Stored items
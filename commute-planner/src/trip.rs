//! Choosing where a trip starts and ends.
//!
//! Three routing modes: an arbitrary trip between two given places, a trip
//! to work (assumed to start at home), and the default trip home (assumed
//! to start at work, or wherever the traveller is when no work address is
//! saved). In the home/work modes the assumed start can be overridden.

use std::fmt;

use crate::config::CommuteConfig;
use crate::domain::{InvalidLocation, LocationCandidate};

/// Error choosing a trip.
#[derive(Debug, thiserror::Error)]
pub enum TripError {
    #[error("please provide both from and to locations, or no arguments for home/work routing")]
    Usage,

    #[error("configuration not found; run 'commute init' to set up")]
    NotConfigured,

    #[error("work address not configured; run 'commute init --work <address>' to set it")]
    NoWorkAddress,

    #[error("no API key configured; run 'commute init --api-key <key>' or set GOOGLE_MAPS_API_KEY")]
    NoApiKey,

    #[error(transparent)]
    InvalidLocation(#[from] InvalidLocation),
}

/// Command-line routing choices.
#[derive(Debug, Clone, Default)]
pub struct TripRequest {
    /// Positional `[from] [to]` arguments.
    pub places: Vec<String>,
    /// Route to work instead of home.
    pub to_work: bool,
    /// Explicit current location.
    pub from: Option<String>,
    pub at_home: bool,
    pub at_work: bool,
}

/// Which destination the trip is heading to.
#[derive(Debug, Clone, PartialEq, Eq)]
pub enum Destination {
    Home,
    Work,
    Other(String),
}

impl fmt::Display for Destination {
    fn fmt(&self, f: &mut fmt::Formatter<'_>) -> fmt::Result {
        match self {
            Destination::Home => write!(f, "home"),
            Destination::Work => write!(f, "work"),
            Destination::Other(to) => write!(f, "destination ({to})"),
        }
    }
}

/// How the starting point was decided.
#[derive(Debug, Clone, PartialEq, Eq)]
pub enum OriginSource {
    /// Both ends given on the command line.
    Given,
    /// Assumed to be at home.
    AssumedHome,
    /// Assumed to be at work.
    AssumedWork,
    /// Detect the current location.
    Detect,
    /// `--at-home`.
    OverrideHome,
    /// `--at-work`.
    OverrideWork,
    /// `--from <address>`.
    OverrideFrom,
}

/// A chosen trip.
#[derive(Debug, Clone)]
pub struct Trip {
    /// `None` means the current location must be detected.
    pub origin: Option<LocationCandidate>,
    pub origin_source: OriginSource,
    pub destination: LocationCandidate,
    pub label: Destination,
}

/// Decide the trip for `request` given the saved `config`.
pub fn select_trip(request: &TripRequest, config: &CommuteConfig) -> Result<Trip, TripError> {
    match request.places.as_slice() {
        [from, to] => {
            if config.google_api_key.is_empty() {
                return Err(TripError::NoApiKey);
            }
            Ok(Trip {
                origin: Some(LocationCandidate::new(from.as_str())?),
                origin_source: OriginSource::Given,
                destination: LocationCandidate::new(to.as_str())?,
                label: Destination::Other(to.clone()),
            })
        }
        [] => commute_trip(request, config),
        _ => Err(TripError::Usage),
    }
}

fn commute_trip(request: &TripRequest, config: &CommuteConfig) -> Result<Trip, TripError> {
    if !config.is_valid() {
        return Err(TripError::NotConfigured);
    }

    let (destination, label, mut origin, mut origin_source) = if request.to_work {
        if !config.has_work() {
            return Err(TripError::NoWorkAddress);
        }
        (
            config.work_address.as_str(),
            Destination::Work,
            Some(config.home_address.as_str()),
            OriginSource::AssumedHome,
        )
    } else if config.has_work() {
        (
            config.home_address.as_str(),
            Destination::Home,
            Some(config.work_address.as_str()),
            OriginSource::AssumedWork,
        )
    } else {
        (
            config.home_address.as_str(),
            Destination::Home,
            None,
            OriginSource::Detect,
        )
    };

    if request.at_home {
        origin = Some(config.home_address.as_str());
        origin_source = OriginSource::OverrideHome;
    } else if request.at_work && config.has_work() {
        origin = Some(config.work_address.as_str());
        origin_source = OriginSource::OverrideWork;
    } else if let Some(from) = request.from.as_deref().filter(|f| !f.trim().is_empty()) {
        origin = Some(from);
        origin_source = OriginSource::OverrideFrom;
    }

    Ok(Trip {
        origin: origin.map(LocationCandidate::new).transpose()?,
        origin_source,
        destination: LocationCandidate::new(destination)?,
        label,
    })
}

#[cfg(test)]
mod tests {
    use super::*;

    fn config(work: &str) -> CommuteConfig {
        CommuteConfig {
            home_address: "Home St".to_string(),
            work_address: work.to_string(),
            google_api_key: "key".to_string(),
        }
    }

    fn request() -> TripRequest {
        TripRequest::default()
    }

    #[test]
    fn two_places_route_between_them() {
        let req = TripRequest {
            places: vec!["U District Station".to_string(), "Capitol Hill".to_string()],
            ..request()
        };
        let config = CommuteConfig {
            google_api_key: "key".to_string(),
            ..CommuteConfig::default()
        };

        let trip = select_trip(&req, &config).unwrap();

        assert_eq!(trip.origin.unwrap().as_str(), "U District Station");
        assert_eq!(trip.destination.as_str(), "Capitol Hill");
        assert_eq!(trip.label.to_string(), "destination (Capitol Hill)");
    }

    #[test]
    fn two_places_still_need_a_key() {
        let req = TripRequest {
            places: vec!["a".to_string(), "b".to_string()],
            ..request()
        };
        assert!(matches!(
            select_trip(&req, &CommuteConfig::default()),
            Err(TripError::NoApiKey)
        ));
    }

    #[test]
    fn one_place_is_usage_error() {
        let req = TripRequest {
            places: vec!["Capitol Hill".to_string()],
            ..request()
        };
        assert!(matches!(select_trip(&req, &config("")), Err(TripError::Usage)));
    }

    #[test]
    fn commute_modes_need_config() {
        assert!(matches!(
            select_trip(&request(), &CommuteConfig::default()),
            Err(TripError::NotConfigured)
        ));
    }

    #[test]
    fn default_goes_home_from_work() {
        let trip = select_trip(&request(), &config("Work Ave")).unwrap();

        assert_eq!(trip.destination.as_str(), "Home St");
        assert_eq!(trip.origin.unwrap().as_str(), "Work Ave");
        assert_eq!(trip.origin_source, OriginSource::AssumedWork);
        assert_eq!(trip.label, Destination::Home);
    }

    #[test]
    fn default_without_work_detects_location() {
        let trip = select_trip(&request(), &config("")).unwrap();

        assert!(trip.origin.is_none());
        assert_eq!(trip.origin_source, OriginSource::Detect);
    }

    #[test]
    fn work_flag_goes_to_work_from_home() {
        let req = TripRequest {
            to_work: true,
            ..request()
        };
        let trip = select_trip(&req, &config("Work Ave")).unwrap();

        assert_eq!(trip.destination.as_str(), "Work Ave");
        assert_eq!(trip.origin.unwrap().as_str(), "Home St");
        assert_eq!(trip.label.to_string(), "work");
    }

    #[test]
    fn work_flag_without_work_address_fails() {
        let req = TripRequest {
            to_work: true,
            ..request()
        };
        assert!(matches!(
            select_trip(&req, &config("")),
            Err(TripError::NoWorkAddress)
        ));
    }

    #[test]
    fn at_home_beats_other_overrides() {
        let req = TripRequest {
            at_home: true,
            at_work: true,
            from: Some("Pike Place".to_string()),
            ..request()
        };
        let trip = select_trip(&req, &config("Work Ave")).unwrap();

        assert_eq!(trip.origin.unwrap().as_str(), "Home St");
        assert_eq!(trip.origin_source, OriginSource::OverrideHome);
    }

    #[test]
    fn at_work_is_ignored_without_work_address() {
        let req = TripRequest {
            at_work: true,
            from: Some("Pike Place".to_string()),
            ..request()
        };
        let trip = select_trip(&req, &config("")).unwrap();

        assert_eq!(trip.origin.unwrap().as_str(), "Pike Place");
        assert_eq!(trip.origin_source, OriginSource::OverrideFrom);
    }

    #[test]
    fn from_replaces_detection() {
        let req = TripRequest {
            from: Some("Pike Place".to_string()),
            ..request()
        };
        let trip = select_trip(&req, &config("")).unwrap();

        assert_eq!(trip.origin.unwrap().as_str(), "Pike Place");
    }

    #[test]
    fn blank_places_are_rejected() {
        let req = TripRequest {
            places: vec!["  ".to_string(), "Capitol Hill".to_string()],
            ..request()
        };
        assert!(matches!(
            select_trip(&req, &config("")),
            Err(TripError::InvalidLocation(_))
        ));
    }
}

_EXERCISE AIM_
Give only a number, the count of lines above that include the string "write".

_SOLVED PROBLEM_
3